Dataset excerpts section start
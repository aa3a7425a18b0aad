//! Shared HTTP adapter state.
//!
//! Handlers accept this state via `actix_web::web::Data` so they only depend
//! on driving ports and remain testable without I/O.

use std::sync::Arc;

use crate::domain::ports::{CommunityCommand, TrustCommand, TrustQuery};

/// Dependency bundle for HTTP handlers.
#[derive(Clone)]
pub struct HttpState {
    pub trust: Arc<dyn TrustCommand>,
    pub trust_query: Arc<dyn TrustQuery>,
    pub community: Arc<dyn CommunityCommand>,
}

impl HttpState {
    /// Construct state from the three driving ports.
    ///
    /// # Examples
    /// ```no_run
    /// use std::sync::Arc;
    ///
    /// use krishilok::domain::{
    ///     CommunityPorts, CommunityService, FollowUpPolicy, RetryPolicy, RetryRuntime,
    ///     ScoreRecomputer, TrustEnginePorts, TrustEngineService,
    /// };
    /// use krishilok::inbound::http::state::HttpState;
    /// use krishilok::outbound::memory::InMemoryTrustStore;
    /// use mockable::DefaultClock;
    ///
    /// let store = Arc::new(InMemoryTrustStore::new());
    /// let clock = Arc::new(DefaultClock);
    /// let recomputer = ScoreRecomputer::new(
    ///     store.clone(),
    ///     store.clone(),
    ///     RetryPolicy::default(),
    ///     RetryRuntime::default(),
    /// );
    /// let trust = Arc::new(TrustEngineService::new(
    ///     TrustEnginePorts {
    ///         suggestions: store.clone(),
    ///         contributors: store.clone(),
    ///         feedback: store.clone(),
    ///         community: store.clone(),
    ///         follow_ups: store.clone(),
    ///     },
    ///     recomputer.clone(),
    ///     FollowUpPolicy::default(),
    ///     clock.clone(),
    /// ));
    /// let community = Arc::new(CommunityService::new(
    ///     CommunityPorts { community: store.clone(), contributors: store },
    ///     recomputer,
    ///     clock,
    /// ));
    /// let state = HttpState::new(trust.clone(), trust, community);
    /// let _query = state.trust_query.clone();
    /// ```
    pub fn new(
        trust: Arc<dyn TrustCommand>,
        trust_query: Arc<dyn TrustQuery>,
        community: Arc<dyn CommunityCommand>,
    ) -> Self {
        Self {
            trust,
            trust_query,
            community,
        }
    }
}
Dataset excerpts section end
Description of the task: A single number is the expected answer: how many lines of the entries contain "RetryPolicy".

Your solution: 2